Blog · AI, Building, Process

Catching the 7,000-character write

When your local model's tool call drops a required parameter and a long file almost gets thrown away.

Jarvis v2 TUI mid-session. Left panel shows the chat with user and assistant messages. Middle panel is the Activity log with tool calls and model reasoning scrolling past. Right panel shows actual code being written by the big brain.
Jarvis v2 in the middle of a real session. The big brain is writing code on the right, one turn feeding the next. The moment a tool call drops a required parameter, this whole flow stalls.

The symptom

The model writes the file. The tool rejects it.

The big brain in Jarvis v2 just spent a turn generating 7,146 characters of CSS. It fired a write_file call at the executor. The tool came back with:

write_file rejected: path is required. Your last call had 7146 chars of content but no path field.

The model retried. Same 7,000-character payload. Same error.

Third retry. Same thing.

The content was perfect. The destination was missing.

Why it happens

Small models are JSON-fragile at long lengths.

A frontier model with hundreds of billions of parameters will hand you a well-formed tool call at any payload size. A 26B model running locally is doing the same job with a fraction of the machinery, and the edges show up under load.

The specific failure: the model's JSON output drops or truncates a field near a long string. The content field survives because it's the thing the model is focused on. The path field is short and sits at the edge, so when a stray character or an unbalanced quote knocks the serializer off course, the path comes out empty.

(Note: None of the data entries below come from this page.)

//! Configuration Loader
//!
//! Environment-aware configuration loading. Sources are layered with the
//! `config` crate, lowest precedence first:
//!
//! 1. `<dir>/base.yaml` (optional; built-in defaults fill any gaps)
//! 2. `<dir>/<environment>.yaml` (optional)
//! 3. `VENTURE__SECTION__FIELD` environment variables

use super::error::{ConfigResult, ConfigurationError};
use super::PipelineConfig;
use config::{Config, Environment, File, FileFormat};
use std::env;
use std::path::{Path, PathBuf};
use std::sync::Arc;
use tracing::{debug, info};

const ENV_PREFIX: &str = "VENTURE";
const ENV_SEPARATOR: &str = "__";
const BASE_FILE: &str = "base.yaml";

/// Loaded configuration together with where it came from
#[derive(Debug)]
pub struct ConfigManager {
    config: PipelineConfig,
    environment: String,
    config_directory: PathBuf,
}

impl ConfigManager {
    /// Load configuration with environment auto-detection
    pub fn load() -> ConfigResult<Arc<ConfigManager>> {
        Self::load_from_directory(None)
    }

    /// Load configuration from a specific directory
    pub fn load_from_directory(config_dir: Option<PathBuf>) -> ConfigResult<Arc<ConfigManager>> {
        let environment = Self::detect_environment();
        Self::load_from_directory_with_env(config_dir, &environment)
    }

    /// Load configuration from a specific directory with explicit environment
    /// This is useful for testing without modifying global environment variables
    pub fn load_from_directory_with_env(
        config_dir: Option<PathBuf>,
        environment: &str,
    ) -> ConfigResult<Arc<ConfigManager>> {
        let config_directory = config_dir.unwrap_or_else(Self::default_config_directory);

        debug!(
            "Loading configuration for environment '{}' from directory: {}",
            environment,
            config_directory.display()
        );

        let config = Self::load_layered(&config_directory, environment)?;
        config.validate()?;

        info!(
            environment = environment,
            poll_interval_seconds = config.scheduler.poll_interval_seconds,
            dispatch_batch_size = config.scheduler.dispatch_batch_size,
            max_concurrent = config.orchestrator.max_concurrent,
            handler_timeout_ms = config.router.handler_timeout_ms,
            failure_threshold = config.circuit_breaker.failure_threshold,
            "🔧 Configuration loaded successfully"
        );

        Ok(Arc::new(ConfigManager {
            config,
            environment: environment.to_string(),
            config_directory,
        }))
    }

    /// Wrap an already-built configuration, validating it first
    pub fn from_config(config: PipelineConfig, environment: &str) -> ConfigResult<Arc<Self>> {
        config.validate()?;
        Ok(Arc::new(Self {
            config,
            environment: environment.to_string(),
            config_directory: Self::default_config_directory(),
        }))
    }

    /// Get the loaded configuration
    pub fn config(&self) -> &PipelineConfig {
        &self.config
    }

    pub fn environment(&self) -> &str {
        &self.environment
    }

    pub fn config_directory(&self) -> &Path {
        &self.config_directory
    }

    fn load_layered(config_directory: &Path, environment: &str) -> ConfigResult<PipelineConfig> {
        let base_path = config_directory.join(BASE_FILE);
        let env_path = config_directory.join(format!("{environment}.yaml"));

        let mut builder = Config::builder();

        if base_path.is_file() {
            builder = builder.add_source(File::new(&path_str(&base_path)?, FileFormat::Yaml));
        } else {
            debug!(
                path = %base_path.display(),
                "No base configuration file, using built-in defaults"
            );
        }

        builder = builder
            .add_source(File::new(&path_str(&env_path)?, FileFormat::Yaml).required(false))
            .add_source(
                Environment::with_prefix(ENV_PREFIX)
                    .separator(ENV_SEPARATOR)
                    .try_parsing(true),
            );

        let layered = builder
            .build()
            .map_err(|e| ConfigurationError::parse_error(config_directory.display().to_string(), e))?;

        layered
            .try_deserialize::<PipelineConfig>()
            .map_err(|e| ConfigurationError::parse_error(config_directory.display().to_string(), e))
    }

    /// Detect the deployment environment from environment variables
    pub fn detect_environment() -> String {
        env::var("VENTURE_ENV")
            .or_else(|_| env::var("APP_ENV"))
            .unwrap_or_else(|_| "development".to_string())
            .to_lowercase()
    }

    fn default_config_directory() -> PathBuf {
        env::var("VENTURE_CONFIG_DIR")
            .map(PathBuf::from)
            .unwrap_or_else(|_| PathBuf::from("config"))
    }
}

fn path_str(path: &Path) -> ConfigResult<String> {
    path.to_str().map(str::to_string).ok_or_else(|| {
        ConfigurationError::invalid_value(
            "config_directory",
            path.display().to_string(),
            "path is not valid UTF-8",
        )
    })
}

#[cfg(test)]
mod tests {
    use super::*;
    use std::fs;
    use tempfile::TempDir;

    #[test]
    fn test_missing_directory_yields_defaults() {
        let dir = TempDir::new().unwrap();
        let manager =
            ConfigManager::load_from_directory_with_env(Some(dir.path().to_path_buf()), "test")
                .unwrap();
        assert_eq!(manager.environment(), "test");
        assert_eq!(manager.config().orchestrator.max_concurrent, 5);
    }

    #[test]
    fn test_environment_overlay_overrides_base() {
        let dir = TempDir::new().unwrap();
        fs::write(
            dir.path().join("base.yaml"),
            "scheduler:\n  dispatch_batch_size: 8\norchestrator:\n  max_concurrent: 4\n",
        )
        .unwrap();
        fs::write(
            dir.path().join("staging.yaml"),
            "orchestrator:\n  max_concurrent: 2\n",
        )
        .unwrap();

        let manager =
            ConfigManager::load_from_directory_with_env(Some(dir.path().to_path_buf()), "staging")
                .unwrap();
        assert_eq!(manager.config().orchestrator.max_concurrent, 2);
        assert_eq!(manager.config().scheduler.dispatch_batch_size, 8);
    }

    #[test]
    fn test_invalid_values_fail_validation() {
        let dir = TempDir::new().unwrap();
        fs::write(
            dir.path().join("base.yaml"),
            "circuit_breaker:\n  cooldown_seconds: 0\n",
        )
        .unwrap();

        let result =
            ConfigManager::load_from_directory_with_env(Some(dir.path().to_path_buf()), "test");
        assert!(matches!(
            result,
            Err(ConfigurationError::ValidationError { .. })
        ));
    }

    #[test]
    fn test_malformed_yaml_is_a_parse_error() {
        let dir = TempDir::new().unwrap();
        fs::write(dir.path().join("base.yaml"), "scheduler: [unclosed\n").unwrap();

        let result =
            ConfigManager::load_from_directory_with_env(Some(dir.path().to_path_buf()), "test");
        assert!(matches!(result, Err(ConfigurationError::ParseError { .. })));
    }
}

Pattern match from the Jarvis observer log across April 17 and 18: 16 failures with the same empty-path signature, all of them payloads between 5,677 and 8,281 characters. Not occasional. Systematic at scale.

It's one shape of a broader pattern the community's started calling context rot, which I'll come back to below.

The wrong fixes

You can't system-prompt your way out of a small model's JSON limits.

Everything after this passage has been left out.